What to work on - Begin with the line containing "only feeds them." and copy each line exactly through the last line of the entries, inclusive.

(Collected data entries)
Segment Open

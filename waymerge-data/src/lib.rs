//! OSM ingestion and batch processing for the waymerge pipeline.
//!
//! Responsibilities:
//! - Read OSM PBF files and resolve way node references to coordinates.
//! - Group ways into batches (one per relation, or one per way).
//! - Run build, merge and segmentize over batches on a sized worker pool.
//!
//! Boundaries:
//! - Geometry rules live in `waymerge-core`; this crate only feeds them.
//! - No persistence. Callers decide where features go.
//!
//! Invariants:
//! - Output order is deterministic regardless of decode or worker
//!   parallelism.
//! - No global mutable state.

mod ingest;
mod pipeline;
mod pool;

pub use ingest::{
    IngestOptions, OsmIngestError, OsmIngestSummary, OsmWayReport, RelationWays, ingest_osm_pbf,
};
pub use pipeline::{Batch, BatchMode, LineFeature, LinePipeline, PipelineError, PipelineOptions};
pub use pool::{MAX_POOL_THREADS, available_cores, pool_size};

Segment Closed

Written solution -
//! - Geometry rules live in `waymerge-core`; this crate only feeds them.
//! - No persistence. Callers decide where features go.
//!
//! Invariants:
//! - Output order is deterministic regardless of decode or worker
//!   parallelism.
//! - No global mutable state.

mod ingest;
mod pipeline;
mod pool;

pub use ingest::{
    IngestOptions, OsmIngestError, OsmIngestSummary, OsmWayReport, RelationWays, ingest_osm_pbf,
};
pub use pipeline::{Batch, BatchMode, LineFeature, LinePipeline, PipelineError, PipelineOptions};
pub use pool::{MAX_POOL_THREADS, available_cores, pool_size};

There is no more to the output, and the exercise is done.